*Problem description:* Tally the lines of these entries that include "KeyCode"; respond with only that tally.

[Dataset items]
========

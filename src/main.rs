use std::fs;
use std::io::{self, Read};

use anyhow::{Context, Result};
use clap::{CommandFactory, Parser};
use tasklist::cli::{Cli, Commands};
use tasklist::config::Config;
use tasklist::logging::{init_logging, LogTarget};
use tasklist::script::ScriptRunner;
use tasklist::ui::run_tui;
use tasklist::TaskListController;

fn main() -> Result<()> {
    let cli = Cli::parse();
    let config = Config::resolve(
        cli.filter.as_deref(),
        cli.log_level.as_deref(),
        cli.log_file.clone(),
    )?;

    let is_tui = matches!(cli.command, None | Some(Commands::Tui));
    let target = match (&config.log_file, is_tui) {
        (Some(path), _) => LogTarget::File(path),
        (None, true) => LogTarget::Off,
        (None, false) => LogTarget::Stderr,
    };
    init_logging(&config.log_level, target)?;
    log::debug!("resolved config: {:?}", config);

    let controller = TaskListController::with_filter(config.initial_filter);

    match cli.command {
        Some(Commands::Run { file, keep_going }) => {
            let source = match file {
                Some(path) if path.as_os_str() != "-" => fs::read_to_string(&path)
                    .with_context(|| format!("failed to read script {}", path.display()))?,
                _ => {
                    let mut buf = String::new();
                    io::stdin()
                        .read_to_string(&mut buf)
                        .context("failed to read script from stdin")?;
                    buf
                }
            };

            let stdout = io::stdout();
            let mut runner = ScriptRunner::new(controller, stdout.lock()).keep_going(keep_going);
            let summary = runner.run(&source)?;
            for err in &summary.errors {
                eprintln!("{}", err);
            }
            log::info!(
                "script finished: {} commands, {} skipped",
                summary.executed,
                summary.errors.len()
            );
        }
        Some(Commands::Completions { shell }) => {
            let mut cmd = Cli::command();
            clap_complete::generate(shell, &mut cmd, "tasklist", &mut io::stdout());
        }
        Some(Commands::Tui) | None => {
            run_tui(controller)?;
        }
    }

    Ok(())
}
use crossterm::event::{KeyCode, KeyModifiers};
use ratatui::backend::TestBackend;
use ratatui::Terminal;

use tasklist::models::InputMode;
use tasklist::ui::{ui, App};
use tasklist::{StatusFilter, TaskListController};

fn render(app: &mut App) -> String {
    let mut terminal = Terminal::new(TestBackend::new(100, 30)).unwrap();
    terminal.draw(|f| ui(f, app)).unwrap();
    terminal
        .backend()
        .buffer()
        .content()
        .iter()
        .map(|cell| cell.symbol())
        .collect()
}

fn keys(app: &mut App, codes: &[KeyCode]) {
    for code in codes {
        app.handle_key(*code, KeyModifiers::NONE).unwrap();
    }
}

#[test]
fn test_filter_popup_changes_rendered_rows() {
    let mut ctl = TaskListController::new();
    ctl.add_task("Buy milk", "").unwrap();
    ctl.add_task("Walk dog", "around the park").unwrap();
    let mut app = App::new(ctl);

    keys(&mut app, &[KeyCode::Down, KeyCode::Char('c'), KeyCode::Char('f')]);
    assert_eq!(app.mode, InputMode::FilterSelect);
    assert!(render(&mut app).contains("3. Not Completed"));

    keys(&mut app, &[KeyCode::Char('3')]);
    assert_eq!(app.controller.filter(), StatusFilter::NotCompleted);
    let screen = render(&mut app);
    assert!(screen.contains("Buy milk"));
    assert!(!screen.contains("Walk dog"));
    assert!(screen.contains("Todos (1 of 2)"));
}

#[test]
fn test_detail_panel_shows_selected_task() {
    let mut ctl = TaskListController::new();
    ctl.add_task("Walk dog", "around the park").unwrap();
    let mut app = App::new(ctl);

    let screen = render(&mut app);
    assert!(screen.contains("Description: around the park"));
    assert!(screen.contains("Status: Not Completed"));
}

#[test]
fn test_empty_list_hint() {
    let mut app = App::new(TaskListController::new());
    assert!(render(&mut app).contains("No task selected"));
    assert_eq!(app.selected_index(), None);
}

========

*Response to this exercise:* 4